Supervolcanic eruptions are approximately 10 times as powerful as the eruption that caused the year without a summer in 1816. A supervolcanic eruption would cause local devastation, but the main problem is blocking the sun for years and starvation (with possible loss of civilization without recovery and other far future effects). Indeed, many people think that the genetic bottleneck of humans going to a population of only a few thousand was due to a super volcanic eruption 74,000 years ago. It is widely assumed that there is nothing we can do to prevent or mollify supervolcanic eruptions. However, I came up with over 50 possible interventions. In the paper, we could not get into economics. I have done some initial estimates that indicate that the most promising interventions of adding soil or water on top of the supervolcano to delay an eruption for 100 years would likely be cost-effective only considering the present generation. However, this is in isolation. In reality, the first thing we should do is get prepared with alternate foods that are not dependent on sunlight. This would protect against the majority of the damage associated with a supervolcanic eruption, making prevention of a supervolcanic eruption less cost-effective. Still, since people are already doing research on supervolcanic eruptions, it may make sense to nudge that research towards directions that would reduce global catastrophic/extistential risk.
Here is the full paper and below is the abstract:
A supervolcanic eruption of 10^15 kg could block the sun for years, causing mass starvation or even extinction of some species, including humans. Despite awareness of this problem for several decades, only five interventions have been proposed. In this paper, we increase the number of total possible interventions by more than an order of magnitude. The 64 total interventions involve changing magma characteristics, venting magma, strengthening the cap (rock above the magma), putting more pressure on the magma, stopping an eruption in progress, containing the erupted material, disrupting the plume, or provoking a less intense eruption. We provide qualitative evaluations of the feasibility and risk of 38 of the more promising interventions. The two most promising interventions involve putting more pressure on the magma and delaying the eruption with water dams or soil over the magma chamber. We perform a technical analysis, accurate to within an order of magnitude, and find that water dams and soil and could statistically delay the eruption for a century with 1 and 15 years of effort, respectively. All actions require essentially untested geoengineering challenges along with economic, political and general public acceptance. Further work is required to refine the science, provide cost estimates, and compare cost effectiveness with interventions focusing on adapting to a supereruption.

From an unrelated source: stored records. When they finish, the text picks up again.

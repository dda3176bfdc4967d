//! `casebook cases` command - list test cases through `TestCase.filter`

use miette::{bail, IntoDiagnostic, Result};
use serde_json::{Map, Value};

use crate::cli::helpers::Workspace;
use crate::cli::output::print_cases;
use crate::cli::GlobalOpts;
use crate::core::ResolvedPermissions;
use crate::rpc::TestCaseService;

#[derive(clap::Args, Debug)]
pub struct CasesArgs {
    /// Product id
    #[arg(long, short = 'p')]
    pub product: Option<i64>,

    /// Product name
    #[arg(long)]
    pub product_name: Option<String>,

    /// Category id
    #[arg(long, short = 'c')]
    pub category: Option<i64>,

    /// Tag name
    #[arg(long, short = 't')]
    pub tag: Option<String>,

    /// Component name
    #[arg(long)]
    pub component: Option<String>,

    /// Case-insensitive substring of the summary
    #[arg(long, short = 's')]
    pub summary: Option<String>,

    /// Author username
    #[arg(long, short = 'a')]
    pub author: Option<String>,

    /// Raw criteria object, merged with the flags above
    /// (e.g. '{"tag__name__in": ["smoke", "nightly"]}')
    #[arg(long)]
    pub filter: Option<String>,
}

impl CasesArgs {
    fn criteria(&self) -> Result<Map<String, Value>> {
        let mut criteria = match &self.filter {
            Some(raw) => match serde_json::from_str::<Value>(raw).into_diagnostic()? {
                Value::Object(map) => map,
                other => bail!("--filter must be a JSON object, got {}", other),
            },
            None => Map::new(),
        };

        let flags = [
            ("category__product", self.product.map(Value::from)),
            (
                "category__product__name",
                self.product_name.clone().map(Value::from),
            ),
            ("category", self.category.map(Value::from)),
            ("tag__name", self.tag.clone().map(Value::from)),
            ("component__name", self.component.clone().map(Value::from)),
            ("summary__icontains", self.summary.clone().map(Value::from)),
            ("author", self.author.clone().map(Value::from)),
        ];
        for (key, value) in flags {
            if let Some(value) = value {
                criteria.insert(key.to_string(), value);
            }
        }
        Ok(criteria)
    }
}

pub fn run(args: CasesArgs, global: &GlobalOpts) -> Result<()> {
    let workspace = Workspace::open(global)?;
    let criteria = args.criteria()?;

    // filter is not permission-gated, so no roster lookup is needed
    let service = TestCaseService::new(workspace.store.clone(), ResolvedPermissions);
    let cases = service.filter(&criteria)?;

    print_cases(&cases, global.output_format(), global.quiet)
}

Your food resilience work is great: fascinating and really important! Indeed, I first heard of your supervolcano paper via your interview with Rob Wiblin which was primarily about feeding humanity after a catastrophe. In the grand scheme of things, that's rightly higher priority, but the supervolcano stuff also caught my interest.
I happen to know a couple of volcanologists, so I asked them about your paper. They weren't familiar with it, but independently stressed that something quite tractable that would benefit from more resources is better monitoring of volcanoes and prediction of eruptions.
The typical application of forecasting eruptions is evacuation. But that's sociologically tricky when you inevitably have probabilities far from 1 and uncertain timelines, since an evacuation that ends up appearing unnecessary will lead to low compliance later (the volcanologists "cried wolf"). With interventions to prevent an eruption, that's much less of an issue. Say you had a forecast that a certain supervolcano has a probability of 20% of erupting in the next century, so many orders of magnitude above base rate. That's still realistically pretty useless from the point of view of evacuation, but would make your kind of interventions very attractive (if they work in that case).
So if it could shown that these interventions are likely tractable even when a potential near term eruption has been detected, then that would justify increased investment both in detection/forecasting and developing these approaches.